Sur l'ordre de leur chef de section, ils s'étaient immobilisés. Aux aguets, ils
surveillaient leurs écrans afin de se préparer à une éventuelle contre-attaque
adverse, mais au bout de très longues minutes pendant lesquelles rien ne
s'était passé, leur envie devint irrépressible. Avec l'autorisation de leur
chef de char, ils sortirent de l'abri relatif du blindé et trouvèrent un coin
isolé au pied d'un immeuble en ruine.
Ce
fut quand ils s'accroupirent pour satisfaire leur besoin naturel que l'enfer se
déchaîna autour d'eux.
Ils
plongèrent rapidement pour se protéger dans un escalier qui menait à une cave
dont l'entrée était bouchée par des morceaux de béton tombés de l'immeuble.
Impuissants, ils virent les obus ennemis frapper avec une précision diabolique
les véhicules blindés ou leurs camarades étaient piégés. À chaque fois qu'un
projectile touchait son but, une boule de feu s'élevait dans le ciel, suivie
par une pluie de débris incandescents.
Protégés
par leur équipement, Oleg et Sacha attendirent la fin du bombardement.
Rendus
presque sourds par le vacarme des explosions qui se succédaient sans
interruption, ils mirent plusieurs minutes à réaliser que tout était fini.
Hagards,
ils s'approchèrent des épaves fumantes dans l'espoir de trouver un survivant.

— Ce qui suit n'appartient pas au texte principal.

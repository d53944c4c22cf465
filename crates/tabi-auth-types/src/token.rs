//! Session JWT issuing and verification.

use std::fmt;
use std::time::{SystemTime, UNIX_EPOCH};

use jsonwebtoken::{Algorithm, DecodingKey, EncodingKey, Header, Validation, decode, encode};
use serde::{Deserialize, Serialize};
use uuid::Uuid;

/// Default session lifetime in seconds (15 minutes).
pub const DEFAULT_SESSION_TTL_SECS: u64 = 900;

/// Errors returned while signing or decoding a session token.
#[derive(Debug, thiserror::Error)]
pub enum TokenError {
    #[error("invalid signature")]
    InvalidSignature,
    #[error("token expired")]
    Expired,
    #[error("malformed token")]
    Malformed,
    #[error("unsupported signing algorithm: {0}")]
    UnsupportedAlgorithm(String),
    #[error("failed to sign session token")]
    Signing(#[source] jsonwebtoken::errors::Error),
}

/// Server-side signing material plus the session lifetime.
///
/// Only HMAC algorithms are accepted: the key is a shared secret string.
#[derive(Clone)]
pub struct SessionKeys {
    secret: String,
    algorithm: Algorithm,
    ttl_secs: u64,
}

impl SessionKeys {
    pub fn new(
        secret: impl Into<String>,
        algorithm: &str,
        ttl_secs: u64,
    ) -> Result<Self, TokenError> {
        let parsed = algorithm
            .parse::<Algorithm>()
            .map_err(|_| TokenError::UnsupportedAlgorithm(algorithm.to_owned()))?;
        if !matches!(
            parsed,
            Algorithm::HS256 | Algorithm::HS384 | Algorithm::HS512
        ) {
            return Err(TokenError::UnsupportedAlgorithm(algorithm.to_owned()));
        }
        Ok(Self {
            secret: secret.into(),
            algorithm: parsed,
            ttl_secs,
        })
    }

    pub fn ttl_secs(&self) -> u64 {
        self.ttl_secs
    }
}

impl fmt::Debug for SessionKeys {
    fn fmt(&self, f: &mut fmt::Formatter<'_>) -> fmt::Result {
        f.debug_struct("SessionKeys")
            .field("secret", &"[redacted]")
            .field("algorithm", &self.algorithm)
            .field("ttl_secs", &self.ttl_secs)
            .finish()
    }
}

/// JWT claims carried by a session token.
///
/// | Field | Meaning |
/// |-------|---------|
/// | `sub` | identity id (UUID string) |
/// | `iat` | issue time, seconds since epoch |
/// | `exp` | absolute expiry, seconds since epoch |
#[derive(Debug, Clone, PartialEq, Eq, Serialize, Deserialize)]
pub struct SessionClaims {
    pub sub: String,
    pub iat: u64,
    pub exp: u64,
}

impl SessionClaims {
    /// The identity id named by `sub`, or `None` if it is not a UUID.
    pub fn identity_id(&self) -> Option<Uuid> {
        self.sub.parse().ok()
    }
}

/// A freshly signed session token and its absolute expiry.
#[derive(Debug, Clone)]
pub struct IssuedSession {
    pub token: String,
    pub expires_at: u64,
}

/// Current time in seconds since the UNIX epoch.
pub fn now_secs() -> u64 {
    SystemTime::now()
        .duration_since(UNIX_EPOCH)
        .map(|d| d.as_secs())
        .unwrap_or(0)
}

/// Sign a session for `identity_id`, valid for the configured TTL from now.
pub fn issue_session(identity_id: Uuid, keys: &SessionKeys) -> Result<IssuedSession, TokenError> {
    issue_session_at(identity_id, keys, now_secs())
}

/// Sign a session as if issued at `issued_at` (seconds since epoch).
pub fn issue_session_at(
    identity_id: Uuid,
    keys: &SessionKeys,
    issued_at: u64,
) -> Result<IssuedSession, TokenError> {
    let claims = SessionClaims {
        sub: identity_id.to_string(),
        iat: issued_at,
        exp: issued_at.saturating_add(keys.ttl_secs),
    };
    let token = encode(
        &Header::new(keys.algorithm),
        &claims,
        &EncodingKey::from_secret(keys.secret.as_bytes()),
    )
    .map_err(TokenError::Signing)?;
    Ok(IssuedSession {
        token,
        expires_at: claims.exp,
    })
}

/// Decode and validate a session token.
///
/// Validation: configured algorithm only, `exp` checked with zero leeway, `exp` and `sub`
/// required.
pub fn decode_session(token: &str, keys: &SessionKeys) -> Result<SessionClaims, TokenError> {
    let mut validation = Validation::new(keys.algorithm);
    validation.leeway = 0;
    validation.validate_exp = true;
    validation.set_required_spec_claims(&["exp", "sub"]);

    let data = decode::<SessionClaims>(
        token,
        &DecodingKey::from_secret(keys.secret.as_bytes()),
        &validation,
    )
    .map_err(|e| match e.kind() {
        jsonwebtoken::errors::ErrorKind::ExpiredSignature => TokenError::Expired,
        jsonwebtoken::errors::ErrorKind::InvalidSignature => TokenError::InvalidSignature,
        _ => TokenError::Malformed,
    })?;

    Ok(data.claims)
}

/// Verify a session token. Every failure is an ordinary "unauthenticated" outcome.
pub fn verify_session(token: &str, keys: &SessionKeys) -> Option<SessionClaims> {
    match decode_session(token, keys) {
        Ok(claims) => Some(claims),
        Err(e) => {
            tracing::debug!(error = %e, "session token rejected");
            None
        }
    }
}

Mais les bombes incendiaires ennemies avaient été efficaces. Il leur fut
impossible de reconnaître un seul corps, sauf celui d'un malheureux éjecté de
son véhicule par une explosion.
— C'était Karol !
— Oui ! Au moins, ses parents pourront l'enterrer…
Sur
ses simples mots, Sacha se pencha et ferma les paupières de Karol.
— Où allons-nous ? Maintenant ! demanda Oleg.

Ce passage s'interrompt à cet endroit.